### EXERCISE DESCRIPTION
Among the entries below, only the lines starting at the one with "let (bucket, _queue, batches) = bucket(4, true);" and ending at the one with "sleep(Duration::from_millis(20)).await;", both included, are to be printed exactly.

-.-.-

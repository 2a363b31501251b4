// src/pool/queue.rs

use tokio::sync::{Mutex, mpsc, oneshot};
use tokio_util::sync::CancellationToken;

/// A one-shot slot a waiting worker offers to producers.
type Slot<T> = oneshot::Sender<T>;

/// Zero-capacity rendezvous between producers and bucket workers.
///
/// A worker calling [`pop`](Self::pop) offers a fresh slot on the `ready`
/// channel; a producer calling [`push`](Self::push) takes the first slot on
/// offer and hands its item straight into it. Nothing is stored in between,
/// so a producer waits exactly as long as no worker is free.
///
/// Closing races with pushing as follows. On close, a waiting worker seals its
/// slot and keeps whatever was already handed over. A push that reached the
/// slot first is accepted and drained by that worker; a push arriving after
/// the seal gets its item bounced back and returns it to the caller.
pub(crate) struct HandoffQueue<T> {
    ready_tx: mpsc::Sender<Slot<T>>,
    ready_rx: Mutex<mpsc::Receiver<Slot<T>>>,
    closed: CancellationToken,
}

impl<T> HandoffQueue<T> {
    /// `workers` bounds the number of slots that can be on offer at once.
    pub(crate) fn new(workers: usize) -> Self {
        let (ready_tx, ready_rx) = mpsc::channel(workers.max(1));

        Self {
            ready_tx,
            ready_rx: Mutex::new(ready_rx),
            closed: CancellationToken::new(),
        }
    }

    /// Hands `item` to a waiting worker.
    ///
    /// Returns `Err(item)` without waiting if the queue is already closed, or
    /// as soon as it closes while this push is still waiting for a worker.
    pub(crate) async fn push(&self, mut item: T) -> Result<(), T> {
        loop {
            if self.closed.is_cancelled() {
                return Err(item);
            }

            let slot = {
                let mut ready = self.ready_rx.lock().await;
                tokio::select! {
                    biased;
                    _ = self.closed.cancelled() => None,
                    slot = ready.recv() => slot,
                }
            };

            let Some(slot) = slot else {
                return Err(item);
            };

            // A sealed or abandoned slot gives the item back; try the next one.
            match slot.send(item) {
                Ok(()) => return Ok(()),
                Err(back) => item = back,
            }
        }
    }

    /// Waits for the next item.
    ///
    /// Returns `None` once the queue is closed and nothing was handed to this
    /// worker before it sealed its slot.
    pub(crate) async fn pop(&self) -> Option<T> {
        loop {
            if self.closed.is_cancelled() {
                return None;
            }

            let (slot, mut rx) = oneshot::channel();
            // Each worker has at most one slot on offer, so this never waits.
            if self.ready_tx.send(slot).await.is_err() {
                return None;
            }

            tokio::select! {
                biased;
                item = &mut rx => {
                    if let Ok(item) = item {
                        return Some(item);
                    }
                }
                _ = self.closed.cancelled() => {
                    rx.close();
                    return rx.try_recv().ok();
                }
            }
        }
    }

    /// Closes the queue. Waiting pushes and pops wake up immediately.
    ///
    /// Closing an already closed queue is a no-op.
    pub(crate) fn close(&self) {
        self.closed.cancel();
    }

    pub(crate) fn is_closed(&self) -> bool {
        self.closed.is_cancelled()
    }
}
use std::collections::BTreeMap;
use std::sync::Arc;
use std::sync::atomic::{AtomicU8, Ordering};
use std::time::Duration;
use tokio::sync::Mutex;
use tokio::task::JoinHandle;
use tokio::time::{Instant, MissedTickBehavior, interval_at};
use tokio_util::sync::CancellationToken;
use tracing::{debug, error, info};

use super::bucket::Bucket;
use super::callback::Callback;
use super::config::Config;
use super::queue::HandoffQueue;
use super::types::{PoolError, State, SubmitError};

/// Spreads submitted items over a fixed set of buckets and flushes each one
/// to the callback when it fills up or when the flush interval elapses.
///
/// Items go to whichever bucket worker is free first. `submit` waits while
/// every worker is busy, which is how a slow callback throttles producers.
///
/// `Pool` is a cheap handle: clones share the same buckets. Dropping the last
/// handle without stopping closes the pool in the background.
///
/// Items must be `Sync` as well as `Send`: each bucket buffer lives in a
/// `tokio::sync::RwLock<Vec<T>>` shared between tasks, and that lock is only
/// `Sync` when `T` is.
pub struct Pool<T> {
    inner: Arc<Inner<T>>,
}

struct Inner<T> {
    config: Arc<Config>,
    buckets: Vec<Arc<Bucket<T>>>,
    queue: Arc<HandoffQueue<T>>,
    stop: CancellationToken,
    state: AtomicU8,
    timer: Mutex<Option<JoinHandle<Result<(), PoolError>>>>,
}

impl<T> Clone for Pool<T> {
    fn clone(&self) -> Self {
        Self {
            inner: self.inner.clone(),
        }
    }
}

impl<T> Pool<T>
where
    T: Send + Sync + 'static,
{
    pub fn new<C>(config: Arc<Config>, callback: C) -> Result<Self, PoolError>
    where
        C: Callback<T> + 'static,
    {
        config.validate()?;

        let queue = Arc::new(HandoffQueue::new(config.bucket_count));
        let callback: Arc<dyn Callback<T>> = Arc::new(callback);
        let buckets = (1..=config.bucket_count)
            .map(|id| {
                Arc::new(Bucket::new(
                    id,
                    config.bucket_capacity,
                    config.flush_empty,
                    queue.clone(),
                    callback.clone(),
                ))
            })
            .collect();

        Ok(Self {
            inner: Arc::new(Inner {
                config,
                buckets,
                queue,
                stop: CancellationToken::new(),
                state: AtomicU8::new(State::Created as u8),
                timer: Mutex::new(None),
            }),
        })
    }

    /// Hands `item` to the first free bucket worker.
    ///
    /// Waits while all workers are busy. Fails, giving the item back, once
    /// the pool is stopping or stopped.
    pub async fn submit(&self, item: T) -> Result<(), SubmitError<T>> {
        self.inner.queue.push(item).await.map_err(SubmitError)
    }

    /// Returns the number of items currently held by each bucket, keyed by
    /// bucket id. Buckets are read one after another, not atomically.
    pub async fn snapshot(&self) -> BTreeMap<usize, usize> {
        let mut data = BTreeMap::new();
        for bucket in &self.inner.buckets {
            data.insert(bucket.id(), bucket.snapshot().await);
        }
        data
    }

    /// Spawns one worker per bucket plus the periodic flush task.
    ///
    /// Must be called from within a Tokio runtime, and only once.
    pub async fn start(&self) -> Result<(), PoolError> {
        let mut timer = self.inner.timer.lock().await;
        self.transition(State::Created, State::Running, "start")?;

        let workers: Vec<(usize, JoinHandle<()>)> = self
            .inner
            .buckets
            .iter()
            .map(|bucket| {
                let bucket = bucket.clone();
                (bucket.id(), tokio::spawn(async move { bucket.run().await }))
            })
            .collect();

        *timer = Some(tokio::spawn(Self::timed_flushes(
            self.inner.buckets.clone(),
            self.inner.config.flush_interval,
            self.inner.stop.clone(),
            workers,
        )));

        info!(
            bucket_count = self.inner.config.bucket_count,
            bucket_capacity = self.inner.config.bucket_capacity,
            flush_interval = ?self.inner.config.flush_interval,
            "pool started"
        );
        Ok(())
    }

    /// Stops accepting items and returns immediately.
    ///
    /// Workers finish the items already handed to them, then the flush task
    /// runs a last pass over every bucket. Calling it again is a no-op.
    pub fn stop(&self) {
        if self.advance(State::Stopping) {
            info!("pool stopping");
        }
        self.inner.queue.close();
        self.inner.stop.cancel();
    }

    /// Stops the pool and waits until every accepted item has been flushed.
    ///
    /// Reports worker or flush tasks that panicked, typically because the
    /// callback did. There is no timeout: a callback that never returns
    /// blocks this forever.
    pub async fn stop_and_wait(&self) -> Result<(), PoolError> {
        self.stop();

        let mut timer = self.inner.timer.lock().await;
        let result = match timer.take() {
            Some(handle) => handle.await.unwrap_or_else(|e| Err(PoolError::TimerFailed(e))),
            None => Ok(()),
        };

        if self.advance(State::Stopped) {
            info!("pool stopped");
        }
        result
    }

    pub fn state(&self) -> State {
        State::from_u8(self.inner.state.load(Ordering::Acquire))
    }

    /// True once the pool no longer accepts items.
    pub fn is_closed(&self) -> bool {
        self.inner.queue.is_closed()
    }

    pub fn config(&self) -> &Config {
        &self.inner.config
    }

    pub fn bucket_count(&self) -> usize {
        self.inner.buckets.len()
    }

    fn transition(&self, from: State, to: State, op: &'static str) -> Result<(), PoolError> {
        self.inner
            .state
            .compare_exchange(from as u8, to as u8, Ordering::AcqRel, Ordering::Acquire)
            .map(|_| ())
            .map_err(|actual| PoolError::InvalidState {
                op,
                state: State::from_u8(actual),
            })
    }

    /// Moves the state forward to `to`; returns false if it was already there
    /// or beyond.
    fn advance(&self, to: State) -> bool {
        self.inner
            .state
            .fetch_update(Ordering::AcqRel, Ordering::Acquire, |current| {
                (current < to as u8).then_some(to as u8)
            })
            .is_ok()
    }

    async fn timed_flushes(
        buckets: Vec<Arc<Bucket<T>>>,
        period: Duration,
        stop: CancellationToken,
        workers: Vec<(usize, JoinHandle<()>)>,
    ) -> Result<(), PoolError> {
        let mut ticker = interval_at(Instant::now() + period, period);
        ticker.set_missed_tick_behavior(MissedTickBehavior::Skip);
        let mut errors = Vec::new();
        // One forced flush per bucket at most; a slow callback only holds back its own bucket.
        let mut in_flight: Vec<Option<JoinHandle<()>>> = buckets.iter().map(|_| None).collect();

        loop {
            tokio::select! {
                biased;

                _ = stop.cancelled() => break,

                _ = ticker.tick() => {
                    debug!("periodic flush");
                    for (bucket, slot) in buckets.iter().zip(in_flight.iter_mut()) {
                        if slot.as_ref().is_some_and(|handle| !handle.is_finished()) {
                            debug!(bucket_id = bucket.id(), "previous flush still running, skipping");
                            continue;
                        }
                        if let Some(handle) = slot.take() {
                            errors.extend(Self::join_flush(bucket.id(), handle).await);
                        }
                        let bucket = bucket.clone();
                        *slot = Some(tokio::spawn(async move { bucket.force_flush().await }));
                    }
                }
            }
        }

        for (bucket, slot) in buckets.iter().zip(in_flight) {
            if let Some(handle) = slot {
                errors.extend(Self::join_flush(bucket.id(), handle).await);
            }
        }

        // Let workers append what they already hold before the last pass.
        for (bucket_id, handle) in workers {
            if let Err(e) = handle.await {
                error!(bucket_id, error = %e, "bucket worker failed");
                errors.push(PoolError::WorkerPanicked { bucket_id });
            }
        }

        debug!("final flush");
        errors.extend(Self::flush_all(&buckets).await);
        PoolError::from_errors(errors)
    }

    /// Force-flushes every bucket concurrently, then joins them all.
    async fn flush_all(buckets: &[Arc<Bucket<T>>]) -> Vec<PoolError> {
        let handles: Vec<(usize, JoinHandle<()>)> = buckets
            .iter()
            .map(|bucket| {
                let bucket = bucket.clone();
                (bucket.id(), tokio::spawn(async move { bucket.force_flush().await }))
            })
            .collect();

        let mut errors = Vec::new();
        for (bucket_id, handle) in handles {
            errors.extend(Self::join_flush(bucket_id, handle).await);
        }
        errors
    }

    async fn join_flush(bucket_id: usize, handle: JoinHandle<()>) -> Option<PoolError> {
        handle.await.err().map(|e| {
            error!(bucket_id, error = %e, "flush failed");
            PoolError::WorkerPanicked { bucket_id }
        })
    }
}

impl<T> Drop for Inner<T> {
    fn drop(&mut self) {
        self.queue.close();
        self.stop.cancel();
    }
}
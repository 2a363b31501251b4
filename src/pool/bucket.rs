use std::sync::Arc;
use tokio::sync::RwLock;
use tracing::{debug, trace};

use super::callback::Callback;
use super::queue::HandoffQueue;

/// A fixed-capacity buffer served by exactly one worker task.
///
/// The buffer sits behind a reader/writer lock: appends and flushes take the
/// write side, snapshots the read side.
pub(crate) struct Bucket<T> {
    id: usize,
    capacity: usize,
    flush_empty: bool,
    buffer: RwLock<Vec<T>>,
    queue: Arc<HandoffQueue<T>>,
    callback: Arc<dyn Callback<T>>,
}

impl<T> Bucket<T>
where
    T: Send + Sync + 'static,
{
    pub(crate) fn new(
        id: usize,
        capacity: usize,
        flush_empty: bool,
        queue: Arc<HandoffQueue<T>>,
        callback: Arc<dyn Callback<T>>,
    ) -> Self {
        Self {
            id,
            capacity,
            flush_empty,
            buffer: RwLock::new(Vec::with_capacity(capacity)),
            queue,
            callback,
        }
    }

    pub(crate) fn id(&self) -> usize {
        self.id
    }

    /// Worker loop: pull items until the queue is closed and drained,
    /// flushing whenever the buffer fills up.
    pub(crate) async fn run(&self) {
        debug!(bucket_id = self.id, "bucket worker started");

        while let Some(item) = self.queue.pop().await {
            let mut buffer = self.buffer.write().await;
            buffer.push(item);
            if buffer.len() >= self.capacity {
                self.flush(&mut buffer).await;
            }
        }

        debug!(bucket_id = self.id, "bucket worker stopped");
    }

    /// Flushes whatever the bucket holds, regardless of fill level.
    pub(crate) async fn force_flush(&self) {
        let mut buffer = self.buffer.write().await;
        if buffer.is_empty() && !self.flush_empty {
            return;
        }
        self.flush(&mut buffer).await;
    }

    /// Current number of buffered items.
    pub(crate) async fn snapshot(&self) -> usize {
        self.buffer.read().await.len()
    }

    // Takes the buffer by `&mut` so it can only be reached through a held
    // write guard.
    async fn flush(&self, buffer: &mut Vec<T>) {
        let batch = std::mem::replace(buffer, Vec::with_capacity(self.capacity));
        trace!(bucket_id = self.id, batch_size = batch.len(), "flushing bucket");
        self.callback.call(batch).await;
    }
}

#[cfg(test)]
mod tests {
    use super::*;
    use std::sync::Mutex;
    use std::time::Duration;
    use tokio::time::sleep;

    type Batches = Arc<Mutex<Vec<Vec<i32>>>>;

    fn recorder() -> (Batches, Arc<dyn Callback<i32>>) {
        let batches: Batches = Arc::new(Mutex::new(Vec::new()));
        let sink = batches.clone();
        let callback = move |batch: Vec<i32>| {
            let sink = sink.clone();
            async move {
                sink.lock().unwrap().push(batch);
            }
        };
        let callback: Arc<dyn Callback<i32>> = Arc::new(callback);
        (batches, callback)
    }

    fn bucket(
        capacity: usize,
        flush_empty: bool,
    ) -> (Arc<Bucket<i32>>, Arc<HandoffQueue<i32>>, Batches) {
        let queue = Arc::new(HandoffQueue::new(1));
        let (batches, callback) = recorder();
        let bucket = Arc::new(Bucket::new(1, capacity, flush_empty, queue.clone(), callback));
        (bucket, queue, batches)
    }

    #[tokio::test]
    async fn test_run_flushes_full_buffers_in_order() {
        let (bucket, queue, batches) = bucket(3, false);

        let worker = {
            let bucket = bucket.clone();
            tokio::spawn(async move { bucket.run().await })
        };

        for i in 0..7 {
            queue.push(i).await.unwrap();
        }
        queue.close();
        worker.await.unwrap();

        assert_eq!(*batches.lock().unwrap(), vec![vec![0, 1, 2], vec![3, 4, 5]]);
        // The trailing item stays buffered until a forced flush.
        assert_eq!(bucket.snapshot().await, 1);

        bucket.force_flush().await;
        assert_eq!(bucket.snapshot().await, 0);
        assert_eq!(batches.lock().unwrap().last(), Some(&vec![6]));
    }

    #[tokio::test]
    async fn test_force_flush_skips_empty_buffer_by_default() {
        let (bucket, _queue, batches) = bucket(4, false);

        bucket.force_flush().await;

        assert!(batches.lock().unwrap().is_empty());
    }

    #[tokio::test]
    async fn test_force_flush_empty_when_enabled() {
        let (bucket, _queue, batches) = bucket(4, true);

        bucket.force_flush().await;
        bucket.force_flush().await;

        assert_eq!(*batches.lock().unwrap(), vec![Vec::<i32>::new(), Vec::new()]);
    }

    #[tokio::test]
    async fn test_snapshot_tracks_fill_level() {
        let (bucket, queue, batches) = bucket(5, false);
        let worker = {
            let bucket = bucket.clone();
            tokio::spawn(async move { bucket.run().await })
        };

        for i in 0..3 {
            queue.push(i).await.unwrap();
        }
        // The last push only guarantees hand-off, give the worker a moment to append.
        sleep(Duration::from_millis(20)).await;
        assert_eq!(bucket.snapshot().await, 3);

        bucket.force_flush().await;
        assert_eq!(bucket.snapshot().await, 0);
        assert_eq!(*batches.lock().unwrap(), vec![vec![0, 1, 2]]);

        queue.close();
        worker.await.unwrap();
        assert_eq!(bucket.id(), 1);
    }

    #[tokio::test]
    async fn test_callback_owns_its_batch() {
        let (bucket, queue, batches) = bucket(2, false);
        let worker = {
            let bucket = bucket.clone();
            tokio::spawn(async move { bucket.run().await })
        };

        for i in 0..4 {
            queue.push(i).await.unwrap();
        }
        queue.close();
        worker.await.unwrap();

        // Later flushes must not disturb batches already handed out.
        let recorded = batches.lock().unwrap().clone();
        assert_eq!(recorded, vec![vec![0, 1], vec![2, 3]]);
    }
}
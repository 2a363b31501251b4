// src/pool/config.rs

use derive_builder::Builder;
use std::time::Duration;

use super::types::PoolError;

#[derive(Debug, Clone, Builder)]
#[builder(setter(into))]
pub struct Config {
    /// Number of buckets, each served by its own worker task
    #[builder(default = "1")]
    pub(crate) bucket_count: usize,

    /// Maximum number of items a bucket holds before it is flushed
    #[builder(default = "1")]
    pub(crate) bucket_capacity: usize,

    /// Period of the forced flush over every bucket
    #[builder(default = "Duration::from_secs(5)")]
    pub(crate) flush_interval: Duration,

    /// Whether forced flushes call the callback for empty buckets
    #[builder(default = "false")]
    pub(crate) flush_empty: bool,
}

impl Config {
    /// Creates a config with the given sizes and empty flushes skipped
    pub fn new(bucket_count: usize, bucket_capacity: usize, flush_interval: Duration) -> Self {
        Config {
            bucket_count,
            bucket_capacity,
            flush_interval,
            flush_empty: false,
        }
    }

    /// Returns the number of buckets
    #[inline]
    pub fn bucket_count(&self) -> usize {
        self.bucket_count
    }

    /// Returns the capacity of every bucket
    #[inline]
    pub fn bucket_capacity(&self) -> usize {
        self.bucket_capacity
    }

    /// Returns the forced flush period
    #[inline]
    pub fn flush_interval(&self) -> Duration {
        self.flush_interval
    }

    /// Returns whether forced flushes call back with empty batches
    #[inline]
    pub fn flush_empty(&self) -> bool {
        self.flush_empty
    }

    /// Rejects zero bucket count, zero capacity or a zero interval
    pub fn validate(&self) -> Result<(), PoolError> {
        if self.bucket_count == 0 {
            return Err(PoolError::InvalidConfig(
                "bucket_count must be at least 1".to_string(),
            ));
        }
        if self.bucket_capacity == 0 {
            return Err(PoolError::InvalidConfig(
                "bucket_capacity must be at least 1".to_string(),
            ));
        }
        if self.flush_interval.is_zero() {
            return Err(PoolError::InvalidConfig(
                "flush_interval must be greater than zero".to_string(),
            ));
        }
        Ok(())
    }
}
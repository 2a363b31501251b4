use std::fmt;

use thiserror::Error;

/// Errors that can occur while building or driving a pool.
#[derive(Debug, Error)]
pub enum PoolError {
    /// The configuration was rejected at construction time.
    #[error("invalid config: {0}")]
    InvalidConfig(String),

    /// A lifecycle operation was called in the wrong state.
    #[error("cannot {op} pool in state {state}")]
    InvalidState { op: &'static str, state: State },

    /// A bucket worker or flush task panicked, usually inside the callback.
    #[error("worker for bucket {bucket_id} panicked")]
    WorkerPanicked { bucket_id: usize },

    /// The timer task itself failed to join.
    #[error("timer task failed")]
    TimerFailed(#[source] tokio::task::JoinError),

    /// Multiple tasks failed during shutdown.
    ///
    /// Contains all errors for debugging.
    #[error("{} task(s) failed", .0.len())]
    MultipleErrors(Vec<PoolError>),
}

impl PoolError {
    /// Folds a list of failures into a single result.
    pub(crate) fn from_errors(mut errors: Vec<PoolError>) -> Result<(), PoolError> {
        match errors.len() {
            0 => Ok(()),
            1 => Err(errors.remove(0)),
            _ => Err(PoolError::MultipleErrors(errors)),
        }
    }
}

/// Returned by [`Pool::submit`](super::Pool::submit) when the pool no longer
/// accepts items. The rejected item is handed back to the caller.
#[derive(PartialEq, Eq, Clone, Copy)]
pub struct SubmitError<T>(pub T);

impl<T> SubmitError<T> {
    /// Takes the rejected item back.
    pub fn into_inner(self) -> T {
        self.0
    }
}

impl<T> fmt::Debug for SubmitError<T> {
    fn fmt(&self, f: &mut fmt::Formatter<'_>) -> fmt::Result {
        f.debug_struct("SubmitError").finish_non_exhaustive()
    }
}

impl<T> fmt::Display for SubmitError<T> {
    fn fmt(&self, f: &mut fmt::Formatter<'_>) -> fmt::Result {
        write!(f, "pool is stopped")
    }
}

impl<T> std::error::Error for SubmitError<T> {}

/// Lifecycle of a pool. Transitions only move forward.
#[derive(Debug, Clone, Copy, PartialEq, Eq, PartialOrd, Ord)]
#[repr(u8)]
pub enum State {
    Created = 0,
    Running = 1,
    Stopping = 2,
    Stopped = 3,
}

impl State {
    pub(crate) fn from_u8(value: u8) -> State {
        match value {
            0 => State::Created,
            1 => State::Running,
            2 => State::Stopping,
            _ => State::Stopped,
        }
    }
}

impl fmt::Display for State {
    fn fmt(&self, f: &mut fmt::Formatter<'_>) -> fmt::Result {
        let name = match self {
            State::Created => "created",
            State::Running => "running",
            State::Stopping => "stopping",
            State::Stopped => "stopped",
        };
        f.write_str(name)
    }
}

#[cfg(test)]
mod tests {
    use super::*;
    use std::error::Error;

    #[test]
    fn test_error_display() {
        let err = PoolError::InvalidConfig("bucket_count must be at least 1".to_string());
        assert_eq!(err.to_string(), "invalid config: bucket_count must be at least 1");

        let err = PoolError::InvalidState {
            op: "start",
            state: State::Running,
        };
        assert_eq!(err.to_string(), "cannot start pool in state running");

        let err = PoolError::WorkerPanicked { bucket_id: 3 };
        assert_eq!(err.to_string(), "worker for bucket 3 panicked");
    }

    #[test]
    fn test_multiple_errors_display() {
        let errors = vec![
            PoolError::WorkerPanicked { bucket_id: 1 },
            PoolError::WorkerPanicked { bucket_id: 2 },
        ];
        let multi_err = PoolError::MultipleErrors(errors);

        let display = multi_err.to_string();
        assert!(display.contains("2 task"));
        assert!(display.contains("failed"));
        // MultipleErrors doesn't have a single source
        assert!(multi_err.source().is_none());
    }

    #[test]
    fn test_from_errors_folds() {
        assert!(PoolError::from_errors(Vec::new()).is_ok());

        let single = PoolError::from_errors(vec![PoolError::WorkerPanicked { bucket_id: 1 }]);
        assert!(matches!(single, Err(PoolError::WorkerPanicked { bucket_id: 1 })));

        let many = PoolError::from_errors(vec![
            PoolError::WorkerPanicked { bucket_id: 1 },
            PoolError::WorkerPanicked { bucket_id: 2 },
        ]);
        assert!(matches!(many, Err(PoolError::MultipleErrors(ref v)) if v.len() == 2));
    }

    #[test]
    fn test_submit_error_returns_item() {
        let err = SubmitError(String::from("payload"));
        assert_eq!(err.to_string(), "pool is stopped");
        assert_eq!(err.into_inner(), "payload");
    }

    #[test]
    fn test_state_order_is_monotonic() {
        assert!(State::Created < State::Running);
        assert!(State::Running < State::Stopping);
        assert!(State::Stopping < State::Stopped);
        for state in [State::Created, State::Running, State::Stopping, State::Stopped] {
            assert_eq!(State::from_u8(state as u8), state);
        }
    }
}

-.-.-

### SOLUTION TO THIS TASK
        let (bucket, _queue, batches) = bucket(4, true);

        bucket.force_flush().await;
        bucket.force_flush().await;

        assert_eq!(*batches.lock().unwrap(), vec![Vec::<i32>::new(), Vec::new()]);
    }

    #[tokio::test]
    async fn test_snapshot_tracks_fill_level() {
        let (bucket, queue, batches) = bucket(5, false);
        let worker = {
            let bucket = bucket.clone();
            tokio::spawn(async move { bucket.run().await })
        };

        for i in 0..3 {
            queue.push(i).await.unwrap();
        }
        // The last push only guarantees hand-off, give the worker a moment to append.
        sleep(Duration::from_millis(20)).await;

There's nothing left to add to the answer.